When Warner Bros. announced it was backing Blu-ray exclusively last month, it dealt a severe, possibly fatal blow to HD DVD. (Warning: link contains adult language.) Despite Toshiba's deep discounting of HD DVD players and a heavily promoted, unevenly fulfilled 5-free-HD DVD promotion, the biggest distributor of home video in the US had signed on to support the Sony-backed format. That left just two movie studios, Universal and Paramount, backing HD DVD along with Microsoft.
It was widely rumored that Microsoft would unveil a HD DVD-drive-equipped Xbox 360 at this year's Consumer Electronics Show. However, when the machine failed to materialize during Bill Gates' keynote speech, many took somewhat ambivalent comments by Xbox marketing manager Albert Penello as softening support for the format.
But while Microsoft quickly reiterated its support for HD DVD, the company has now made a move which sends mixed messages about its backing of the format. Today, Microsoft announced that the HD DVD add-on for the 360 will cost only $129.99, at steep $50 across-the-board drop from its previous $179.99 price point. The move comes two months after several retailers already dropped the add-on to $129.99 unilaterally.
Is Microsoft's move a sign of further support for the format? Or does it betray a desire to clear off its stock of the peripheral before Universal and Paramount's HD DVD deals expire? According to Microsoft, it is most definitely the former.

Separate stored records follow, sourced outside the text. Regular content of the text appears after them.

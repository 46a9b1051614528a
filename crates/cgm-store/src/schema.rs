//! Database schema and migrations.

use rusqlite::Connection;

use crate::error::Result;

/// Current schema version.
pub const SCHEMA_VERSION: i32 = 1;

/// Initialize the database schema.
pub fn initialize(conn: &Connection) -> Result<()> {
    let version = get_schema_version(conn)?;

    if version == 0 {
        create_schema_v1(conn)?;
        set_schema_version(conn, SCHEMA_VERSION)?;
    } else if version < SCHEMA_VERSION {
        migrate(conn, version)?;
    }

    Ok(())
}

/// Get the current schema version.
fn get_schema_version(conn: &Connection) -> Result<i32> {
    let exists: bool = conn.query_row(
        "SELECT COUNT(*) > 0 FROM sqlite_master WHERE type='table' AND name='schema_version'",
        [],
        |row| row.get(0),
    )?;

    if !exists {
        return Ok(0);
    }

    let version: i32 =
        conn.query_row("SELECT version FROM schema_version", [], |row| row.get(0))?;

    Ok(version)
}

fn set_schema_version(conn: &Connection, version: i32) -> Result<()> {
    conn.execute(
        "INSERT OR REPLACE INTO schema_version (id, version) VALUES (1, ?)",
        [version],
    )?;
    Ok(())
}

/// Create the initial schema (version 1).
fn create_schema_v1(conn: &Connection) -> Result<()> {
    conn.execute_batch(
        r#"
        CREATE TABLE IF NOT EXISTS schema_version (
            id INTEGER PRIMARY KEY CHECK (id = 1),
            version INTEGER NOT NULL
        );

        -- The paired sensor; at most one row
        CREATE TABLE IF NOT EXISTS sensor (
            id INTEGER PRIMARY KEY CHECK (id = 1),
            serial TEXT NOT NULL,
            data TEXT NOT NULL,
            unlock_count INTEGER NOT NULL,
            updated_at INTEGER NOT NULL
        );

        CREATE TABLE IF NOT EXISTS glucose (
            id TEXT PRIMARY KEY,
            glucose_type TEXT NOT NULL,
            timestamp INTEGER NOT NULL,
            value INTEGER,
            raw_value REAL,
            minute_change REAL,
            trend TEXT NOT NULL,
            quality INTEGER NOT NULL,
            UNIQUE(glucose_type, timestamp)
        );
        CREATE INDEX IF NOT EXISTS idx_glucose_time
            ON glucose(timestamp);
        "#,
    )?;

    Ok(())
}

/// Run migrations from old_version to current.
fn migrate(conn: &Connection, old_version: i32) -> Result<()> {
    tracing::info!(from = old_version, to = SCHEMA_VERSION, "Migrating schema");
    set_schema_version(conn, SCHEMA_VERSION)?;
    Ok(())
}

"This move is based on continuing the success of HD DVD in the market and responding to consumer demand as experienced during the fourth quarter and Toshiba's recent price moves which increased their player sales significantly," a rep for the company told GameSpot. "Clearly pricing is the most critical determinant in a consumer's purchasing decision and we're simply responding to the market. Also, given the production efficiencies inherent in the HD DVD format, we're able to suggest more cost-effective pricing, especially as sales volumes increase."
UPDATE: Microsoft has also dropped the price of its 360 HD DVD add-on in Australia. Formerly A$249.95 ($223), the HD DVD add-on will now retail for A$129.95.